Cloudflareは2010年9月27日に設立されてクラウド企業で「CDNサービス」で有名です。
CDNとは?
費用を払うと、コンピュータネットワークがWebサイトのファイルをコピーして、サービスを利用するユーザーに転送してくれるサービスです。
Contensts Delivery Network
用語集|CDN https://www.idcf.jp/words/cdn.html
コンテンツデリバリーネットワークの略。
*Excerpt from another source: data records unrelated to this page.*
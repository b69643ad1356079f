use std::sync::Arc;

use serde::Deserialize;

use helpdesk_domain::HelpdeskError;

use crate::session::SessionGuard;
use crate::transport::{error_detail, ApiRequest, ApiTransport};

#[derive(Debug, Deserialize)]
struct LoginResponse {
    access_token: String,
}

/// Credential exchange against the external auth service: a password grant
/// returning the bearer token the rest of the core operates with.
pub struct AuthGateway {
    transport: Arc<dyn ApiTransport>,
    guard: SessionGuard,
}

impl AuthGateway {
    pub fn new(transport: Arc<dyn ApiTransport>, guard: SessionGuard) -> Self {
        Self { transport, guard }
    }

    pub fn guard(&self) -> &SessionGuard {
        &self.guard
    }

    pub async fn login(&self, username: &str, password: &str) -> Result<(), HelpdeskError> {
        let username = username.trim();
        if username.is_empty() || password.is_empty() {
            return Err(HelpdeskError::ValidationFailed(
                "username and password are required".to_owned(),
            ));
        }

        let request = ApiRequest::post_form(
            "/login",
            vec![
                ("username".to_owned(), username.to_owned()),
                ("password".to_owned(), password.to_owned()),
                ("grant_type".to_owned(), "password".to_owned()),
            ],
        );
        let response = self
            .transport
            .execute(request)
            .await
            .map_err(|error| HelpdeskError::LoginFailed(error.to_string()))?;

        if !response.is_success() {
            return Err(HelpdeskError::LoginFailed(error_detail(&response)));
        }

        let payload: LoginResponse = serde_json::from_str(&response.body).map_err(|_| {
            HelpdeskError::LoginFailed(
                "the sign-in response did not include an access token".to_owned(),
            )
        })?;
        self.guard.install(payload.access_token);
        Ok(())
    }

    pub fn logout(&self) {
        self.guard.sign_out();
    }
}

#[cfg(test)]
mod tests {
    use std::sync::Arc;

    use serde_json::json;

    use super::AuthGateway;
    use crate::session::SessionGuard;
    use crate::test_support::StubTransport;
    use crate::transport::ApiMethod;
    use helpdesk_domain::HelpdeskError;

    fn gateway(stub: &Arc<StubTransport>) -> AuthGateway {
        AuthGateway::new(stub.clone(), SessionGuard::in_memory())
    }

    #[tokio::test]
    async fn login_sends_the_password_grant_form_and_installs_the_token() {
        let stub = Arc::new(StubTransport::default());
        stub.push_response(200, json!({ "access_token": "fresh-token" }))
            .await;
        let auth = gateway(&stub);

        auth.login("nino", "s3cret").await.expect("login");
        assert_eq!(auth.guard().require_token().expect("token"), "fresh-token");

        let requests = stub.requests().await;
        assert_eq!(requests.len(), 1);
        assert_eq!(requests[0].method, ApiMethod::Post);
        assert_eq!(requests[0].path, "/login");
        assert!(requests[0].token.is_none());
        let form = requests[0].form_body.as_ref().expect("form body");
        assert!(form.contains(&("grant_type".to_owned(), "password".to_owned())));
    }

    #[tokio::test]
    async fn logout_clears_the_installed_token() {
        let stub = Arc::new(StubTransport::default());
        stub.push_response(200, json!({ "access_token": "fresh-token" }))
            .await;
        let auth = gateway(&stub);

        auth.login("nino", "s3cret").await.expect("login");
        auth.logout();
        assert!(auth.guard().current_token().is_none());
    }

    #[tokio::test]
    async fn login_with_blank_credentials_fails_without_a_request() {
        let stub = Arc::new(StubTransport::default());
        let auth = gateway(&stub);

        let error = auth.login("  ", "s3cret").await.expect_err("blank username");
        assert!(matches!(error, HelpdeskError::ValidationFailed(_)));
        assert_eq!(stub.request_count().await, 0);
    }

    #[tokio::test]
    async fn login_surfaces_the_rejection_detail() {
        let stub = Arc::new(StubTransport::default());
        stub.push_response(400, json!({ "detail": "wrong password" }))
            .await;
        let auth = gateway(&stub);

        let error = auth.login("nino", "nope").await.expect_err("rejected");
        assert_eq!(error, HelpdeskError::LoginFailed("wrong password".to_owned()));
        assert!(auth.guard().current_token().is_none());
    }

    #[tokio::test]
    async fn login_without_a_token_in_the_response_fails() {
        let stub = Arc::new(StubTransport::default());
        stub.push_response(200, json!({ "token_type": "bearer" }))
            .await;
        let auth = gateway(&stub);

        let error = auth.login("nino", "s3cret").await.expect_err("no token");
        assert!(matches!(error, HelpdeskError::LoginFailed(_)));
        assert!(auth.guard().current_token().is_none());
    }
}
大容量のデジタルコンテンツをインターネット上で大量配信するためのネットワークのこと。
正直なところ、サービス自体は面白い!!すごい!!と思うところはないかもしれませんが、
Cloudflareが新しくリリースしたサービスが最近すごく注目されています。
その結果、この企業は200%上昇しました!

IPO(Initial Public Offering:新規公開株)に比べてなんと1000%に達しています。
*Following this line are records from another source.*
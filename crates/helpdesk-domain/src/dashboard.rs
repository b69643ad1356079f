use std::collections::BTreeMap;

use crate::model::Ticket;
use crate::status::TicketStatus;

/// Per-status tallies over the current cache snapshot, computed in one pass.
/// Every status is present so summary tiles can render zeros.
pub fn count_by_status(tickets: &[Ticket]) -> BTreeMap<TicketStatus, usize> {
    let mut counts: BTreeMap<TicketStatus, usize> = TicketStatus::ALL
        .iter()
        .map(|status| (*status, 0))
        .collect();
    for ticket in tickets {
        *counts.entry(ticket.status).or_insert(0) += 1;
    }
    counts
}

/// Case-insensitive substring match over title, description and department.
/// A blank query matches everything.
pub fn filter(query: &str, tickets: &[Ticket]) -> Vec<Ticket> {
    let needle = query.trim().to_ascii_lowercase();
    if needle.is_empty() {
        return tickets.to_vec();
    }
    tickets
        .iter()
        .filter(|ticket| {
            let haystack = format!(
                "{} {} {}",
                ticket.title, ticket.description, ticket.department
            )
            .to_ascii_lowercase();
            haystack.contains(&needle)
        })
        .cloned()
        .collect()
}

pub fn sort_recent_first(tickets: &[Ticket]) -> Vec<Ticket> {
    let mut sorted = tickets.to_vec();
    sorted.sort_by(|left, right| {
        right
            .last_updated
            .cmp(&left.last_updated)
            .then_with(|| left.id.as_str().cmp(right.id.as_str()))
    });
    sorted
}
エンジニアと投資家、IT業界はCloudflareがこれからどんな動きするのか注目しています。
ここでCloudflareについて知っておけば、これから早くて安い価格で簡単にサービスをリリースすることができるかもしれません。これから今注目を浴びているCloudflareの新たなサービスについて説明します。
Birthday Week Wrap-Up: Every day is launch day at Cloudflare
https://blog.cloudflare.com/birthday-week-2018-wrap-up/
Cloudflareは毎日がローンチデーです。
Cloudflare R2
このサービスがAmazonのAWS ‘S3’の競合プロダクトです。名前からその意図が分かります。
アルファベットRはSの前にあって、数字2は3の前にあります。

AWS ‘S3’は業界標準(インターネットにファイルを保管するサービス中で基準となっている。)になっています。
ユーザーがアップロードしたファイルを保存するためにS3を使います。
InstagramもFacebookに買収される前まですべてのファイルをAWSに保存しました。
AmazonのAWS「S3」を使うのはかなり安いです。
1GBを1ヶ月の費用が0.025ドル(2.84円:2021年11月8日基準)。
Cloudflare 「R2」を利用したらその費用は?
1GBを1ヶ月の費用が0.015ドル(1.70円:2021年11月8日基準)です。

ご覧のとおり、AWSより少し安いです。
Amazon S3 の料金
https://aws.amazon.com/jp/s3/pricing/?nc1=h_ls
しかし、これはCloudflareが注目されている理由ではありません。
ユーザーがデータをアップロードするとき、
例えば、インスタに写真をアップロードする場合、インスタグラムはその保存容量を購入しなければなりません。その費用は高くないので大丈夫ですが(1GBが0.025ドル)ここには別の費用が隠れています。
この隠れている費用はユーザーがデータを要求するたびに発生します。
つまり、ユーザーが写真を見るたびにお金を払わなければならないのです。
(該当する画像をユーザーに見れるようにインターネット費用を払うこと。)
この費用のことを「エグレス料金」と言います。
現在、AWS S3から1GBをダウンロードするための費用は0.09ドル(9セント:10.22円)です。
まさに、これでアマゾンが稼いでいるのです。
大したお金ではないと思うかもしれませんが、エグレス料金はユーザーが多ければ多いほど大きくなります。
つまり、私が1GBの動画をアップロードしたとします。この動画が大ヒットして100万人が見ました。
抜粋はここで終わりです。